(Beginning of Records for the exercise)

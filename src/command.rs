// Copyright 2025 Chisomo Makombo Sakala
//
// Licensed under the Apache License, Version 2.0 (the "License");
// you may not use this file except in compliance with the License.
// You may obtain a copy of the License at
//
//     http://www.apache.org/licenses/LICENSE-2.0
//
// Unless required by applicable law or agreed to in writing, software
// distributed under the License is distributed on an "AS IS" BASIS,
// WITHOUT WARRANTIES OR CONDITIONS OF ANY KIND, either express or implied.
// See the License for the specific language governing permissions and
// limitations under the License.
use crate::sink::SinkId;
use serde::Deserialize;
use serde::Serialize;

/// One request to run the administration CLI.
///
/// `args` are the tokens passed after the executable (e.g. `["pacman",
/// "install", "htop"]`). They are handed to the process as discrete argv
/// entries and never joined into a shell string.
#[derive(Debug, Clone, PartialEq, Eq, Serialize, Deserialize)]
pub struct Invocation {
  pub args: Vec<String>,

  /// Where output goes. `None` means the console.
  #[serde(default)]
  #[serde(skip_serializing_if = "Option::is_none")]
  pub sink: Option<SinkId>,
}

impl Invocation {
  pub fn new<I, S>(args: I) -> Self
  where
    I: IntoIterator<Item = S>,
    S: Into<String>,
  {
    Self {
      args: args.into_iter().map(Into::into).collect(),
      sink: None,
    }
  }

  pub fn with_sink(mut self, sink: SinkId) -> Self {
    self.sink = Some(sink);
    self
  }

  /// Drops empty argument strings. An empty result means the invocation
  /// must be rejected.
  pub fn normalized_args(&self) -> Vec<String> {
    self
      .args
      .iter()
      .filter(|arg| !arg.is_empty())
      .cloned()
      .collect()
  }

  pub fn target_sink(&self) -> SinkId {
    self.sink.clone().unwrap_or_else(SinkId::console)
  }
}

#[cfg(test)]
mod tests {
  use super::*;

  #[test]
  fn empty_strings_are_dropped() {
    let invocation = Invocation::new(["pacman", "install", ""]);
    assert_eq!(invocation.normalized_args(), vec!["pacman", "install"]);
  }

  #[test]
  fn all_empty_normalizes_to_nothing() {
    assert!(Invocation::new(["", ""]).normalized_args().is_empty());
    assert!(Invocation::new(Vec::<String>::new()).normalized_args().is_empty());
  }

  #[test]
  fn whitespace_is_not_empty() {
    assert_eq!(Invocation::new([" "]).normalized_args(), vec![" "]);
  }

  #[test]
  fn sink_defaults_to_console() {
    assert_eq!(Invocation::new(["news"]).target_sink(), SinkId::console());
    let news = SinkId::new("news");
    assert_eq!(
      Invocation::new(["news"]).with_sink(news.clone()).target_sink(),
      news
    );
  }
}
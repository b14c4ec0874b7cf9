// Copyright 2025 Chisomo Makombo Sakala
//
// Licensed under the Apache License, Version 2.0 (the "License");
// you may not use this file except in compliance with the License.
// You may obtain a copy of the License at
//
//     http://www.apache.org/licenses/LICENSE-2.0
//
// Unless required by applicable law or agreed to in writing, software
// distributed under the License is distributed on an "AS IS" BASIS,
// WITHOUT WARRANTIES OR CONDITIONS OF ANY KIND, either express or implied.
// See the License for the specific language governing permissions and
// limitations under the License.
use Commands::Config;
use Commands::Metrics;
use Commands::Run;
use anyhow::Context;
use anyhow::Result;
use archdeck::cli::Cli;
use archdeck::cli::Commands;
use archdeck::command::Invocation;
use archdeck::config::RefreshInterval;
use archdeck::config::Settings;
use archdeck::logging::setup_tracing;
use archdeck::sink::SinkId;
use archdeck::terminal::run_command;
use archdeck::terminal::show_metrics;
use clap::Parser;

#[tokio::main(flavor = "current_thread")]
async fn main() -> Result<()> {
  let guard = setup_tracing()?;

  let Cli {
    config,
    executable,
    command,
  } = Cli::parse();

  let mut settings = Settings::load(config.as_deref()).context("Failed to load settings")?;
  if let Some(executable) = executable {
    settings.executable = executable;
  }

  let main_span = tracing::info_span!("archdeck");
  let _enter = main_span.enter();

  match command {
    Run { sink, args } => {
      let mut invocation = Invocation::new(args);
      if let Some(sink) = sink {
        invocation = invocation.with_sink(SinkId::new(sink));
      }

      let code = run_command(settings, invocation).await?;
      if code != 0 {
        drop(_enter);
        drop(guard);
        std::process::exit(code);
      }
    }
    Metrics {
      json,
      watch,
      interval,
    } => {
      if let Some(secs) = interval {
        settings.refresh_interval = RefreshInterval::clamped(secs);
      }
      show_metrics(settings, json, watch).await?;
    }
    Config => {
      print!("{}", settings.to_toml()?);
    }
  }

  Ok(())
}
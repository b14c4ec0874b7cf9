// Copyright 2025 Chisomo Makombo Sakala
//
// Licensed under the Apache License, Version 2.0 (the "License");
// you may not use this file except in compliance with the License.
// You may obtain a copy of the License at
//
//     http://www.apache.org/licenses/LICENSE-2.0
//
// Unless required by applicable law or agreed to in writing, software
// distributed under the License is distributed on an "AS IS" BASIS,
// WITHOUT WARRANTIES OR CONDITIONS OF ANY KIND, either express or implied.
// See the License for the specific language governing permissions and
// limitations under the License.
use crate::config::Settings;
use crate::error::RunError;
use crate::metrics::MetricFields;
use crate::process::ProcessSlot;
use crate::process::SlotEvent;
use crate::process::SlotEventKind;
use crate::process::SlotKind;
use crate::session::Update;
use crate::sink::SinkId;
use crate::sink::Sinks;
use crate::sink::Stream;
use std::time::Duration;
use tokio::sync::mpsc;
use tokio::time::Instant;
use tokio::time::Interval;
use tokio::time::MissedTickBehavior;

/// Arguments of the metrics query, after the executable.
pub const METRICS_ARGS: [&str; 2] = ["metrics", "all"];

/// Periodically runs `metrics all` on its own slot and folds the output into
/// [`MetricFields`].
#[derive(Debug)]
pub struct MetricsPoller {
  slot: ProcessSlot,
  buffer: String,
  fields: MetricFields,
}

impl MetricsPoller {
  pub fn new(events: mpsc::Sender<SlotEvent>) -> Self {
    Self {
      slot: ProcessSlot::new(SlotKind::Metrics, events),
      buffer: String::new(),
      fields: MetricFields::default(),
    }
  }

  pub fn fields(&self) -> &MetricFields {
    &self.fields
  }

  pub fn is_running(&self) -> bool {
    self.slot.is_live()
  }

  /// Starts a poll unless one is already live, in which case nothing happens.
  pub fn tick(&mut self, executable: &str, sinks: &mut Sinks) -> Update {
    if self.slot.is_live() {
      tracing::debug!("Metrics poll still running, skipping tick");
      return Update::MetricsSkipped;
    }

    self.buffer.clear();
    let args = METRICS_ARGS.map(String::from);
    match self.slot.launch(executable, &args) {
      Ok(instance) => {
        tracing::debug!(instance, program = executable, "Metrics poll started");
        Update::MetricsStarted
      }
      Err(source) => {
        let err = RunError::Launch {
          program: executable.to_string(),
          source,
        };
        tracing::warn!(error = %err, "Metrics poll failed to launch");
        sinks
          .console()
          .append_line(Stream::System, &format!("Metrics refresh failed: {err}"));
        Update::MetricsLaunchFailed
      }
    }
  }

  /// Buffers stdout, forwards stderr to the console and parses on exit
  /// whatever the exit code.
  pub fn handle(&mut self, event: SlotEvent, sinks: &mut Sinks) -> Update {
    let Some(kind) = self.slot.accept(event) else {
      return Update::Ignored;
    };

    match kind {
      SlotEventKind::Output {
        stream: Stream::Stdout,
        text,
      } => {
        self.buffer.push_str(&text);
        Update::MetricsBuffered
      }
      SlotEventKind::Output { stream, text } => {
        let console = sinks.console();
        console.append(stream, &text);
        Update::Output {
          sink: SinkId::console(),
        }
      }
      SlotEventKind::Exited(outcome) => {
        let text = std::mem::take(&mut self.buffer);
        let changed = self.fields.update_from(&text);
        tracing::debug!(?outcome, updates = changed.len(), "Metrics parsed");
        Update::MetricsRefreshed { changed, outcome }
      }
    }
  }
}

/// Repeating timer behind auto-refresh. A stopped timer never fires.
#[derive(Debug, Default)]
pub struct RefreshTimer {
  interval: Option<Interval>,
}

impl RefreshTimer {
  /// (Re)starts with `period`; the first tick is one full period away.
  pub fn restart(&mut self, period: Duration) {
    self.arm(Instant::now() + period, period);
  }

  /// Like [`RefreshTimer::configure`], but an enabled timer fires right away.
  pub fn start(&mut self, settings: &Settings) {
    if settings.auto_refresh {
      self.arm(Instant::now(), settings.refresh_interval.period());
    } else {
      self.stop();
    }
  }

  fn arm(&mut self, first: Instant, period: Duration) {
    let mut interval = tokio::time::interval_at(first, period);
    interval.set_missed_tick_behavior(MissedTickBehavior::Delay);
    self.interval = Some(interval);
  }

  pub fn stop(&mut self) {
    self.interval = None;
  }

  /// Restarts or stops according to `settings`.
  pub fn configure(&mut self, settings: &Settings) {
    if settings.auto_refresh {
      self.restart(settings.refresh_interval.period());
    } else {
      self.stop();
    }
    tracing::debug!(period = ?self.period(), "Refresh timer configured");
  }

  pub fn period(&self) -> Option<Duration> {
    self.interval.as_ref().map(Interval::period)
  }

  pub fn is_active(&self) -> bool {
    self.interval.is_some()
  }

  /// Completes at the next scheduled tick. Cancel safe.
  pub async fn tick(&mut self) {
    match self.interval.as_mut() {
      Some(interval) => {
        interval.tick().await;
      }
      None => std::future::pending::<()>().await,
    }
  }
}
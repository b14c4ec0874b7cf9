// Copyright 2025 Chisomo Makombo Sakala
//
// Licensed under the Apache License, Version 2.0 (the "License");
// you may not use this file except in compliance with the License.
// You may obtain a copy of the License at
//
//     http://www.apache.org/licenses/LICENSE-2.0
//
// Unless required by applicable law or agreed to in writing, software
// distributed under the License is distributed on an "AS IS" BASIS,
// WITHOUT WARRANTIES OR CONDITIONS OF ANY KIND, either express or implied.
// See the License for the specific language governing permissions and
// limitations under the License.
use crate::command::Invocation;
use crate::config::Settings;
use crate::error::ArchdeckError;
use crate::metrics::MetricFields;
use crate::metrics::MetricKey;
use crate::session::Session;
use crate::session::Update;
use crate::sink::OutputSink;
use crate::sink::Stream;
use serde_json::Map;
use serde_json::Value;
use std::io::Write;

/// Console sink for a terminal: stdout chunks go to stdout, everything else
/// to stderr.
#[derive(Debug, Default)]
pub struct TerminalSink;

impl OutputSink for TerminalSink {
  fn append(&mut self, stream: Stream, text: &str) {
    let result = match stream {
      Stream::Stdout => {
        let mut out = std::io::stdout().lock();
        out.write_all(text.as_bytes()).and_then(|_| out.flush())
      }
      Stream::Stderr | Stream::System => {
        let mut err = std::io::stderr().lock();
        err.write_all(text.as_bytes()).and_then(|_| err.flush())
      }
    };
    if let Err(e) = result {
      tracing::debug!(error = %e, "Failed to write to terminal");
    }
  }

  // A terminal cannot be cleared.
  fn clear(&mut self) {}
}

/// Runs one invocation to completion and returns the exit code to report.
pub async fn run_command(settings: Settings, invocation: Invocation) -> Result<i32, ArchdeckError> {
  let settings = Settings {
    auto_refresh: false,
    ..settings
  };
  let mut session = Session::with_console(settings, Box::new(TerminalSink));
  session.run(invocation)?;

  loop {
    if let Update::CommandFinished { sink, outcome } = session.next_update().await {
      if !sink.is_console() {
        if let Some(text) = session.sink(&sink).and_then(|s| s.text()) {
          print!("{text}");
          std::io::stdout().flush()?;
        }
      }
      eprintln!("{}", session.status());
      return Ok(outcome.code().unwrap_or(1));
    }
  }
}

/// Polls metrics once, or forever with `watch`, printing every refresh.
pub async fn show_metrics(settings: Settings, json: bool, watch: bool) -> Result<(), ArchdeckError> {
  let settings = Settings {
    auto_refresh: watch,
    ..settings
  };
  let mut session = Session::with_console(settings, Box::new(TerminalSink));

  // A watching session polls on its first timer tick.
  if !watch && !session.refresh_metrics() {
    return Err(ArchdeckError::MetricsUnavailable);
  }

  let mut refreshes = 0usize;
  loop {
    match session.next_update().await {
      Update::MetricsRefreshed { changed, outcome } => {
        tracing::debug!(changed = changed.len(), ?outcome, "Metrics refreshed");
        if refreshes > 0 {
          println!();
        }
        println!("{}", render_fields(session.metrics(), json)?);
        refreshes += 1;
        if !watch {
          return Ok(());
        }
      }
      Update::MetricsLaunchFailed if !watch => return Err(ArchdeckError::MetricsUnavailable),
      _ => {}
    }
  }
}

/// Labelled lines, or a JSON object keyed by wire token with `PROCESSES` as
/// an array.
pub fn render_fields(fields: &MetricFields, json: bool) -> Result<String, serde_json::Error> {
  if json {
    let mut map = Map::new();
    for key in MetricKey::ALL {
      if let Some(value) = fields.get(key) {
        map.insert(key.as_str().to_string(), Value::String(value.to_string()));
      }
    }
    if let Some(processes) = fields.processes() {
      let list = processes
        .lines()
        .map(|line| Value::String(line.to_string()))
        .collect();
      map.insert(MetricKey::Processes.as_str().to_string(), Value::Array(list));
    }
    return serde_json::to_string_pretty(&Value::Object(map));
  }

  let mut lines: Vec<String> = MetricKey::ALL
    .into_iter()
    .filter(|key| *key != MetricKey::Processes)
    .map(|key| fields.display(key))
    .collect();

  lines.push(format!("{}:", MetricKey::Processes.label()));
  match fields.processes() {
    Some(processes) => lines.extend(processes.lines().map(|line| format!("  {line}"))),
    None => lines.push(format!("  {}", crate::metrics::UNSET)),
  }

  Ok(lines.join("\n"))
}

(End of Records for the exercise)

- Task instructions
Every line of the listing that includes "Commands" must be shown.

- Answer to the problem
use Commands::Config;
use Commands::Metrics;
use Commands::Run;
use archdeck::cli::Commands;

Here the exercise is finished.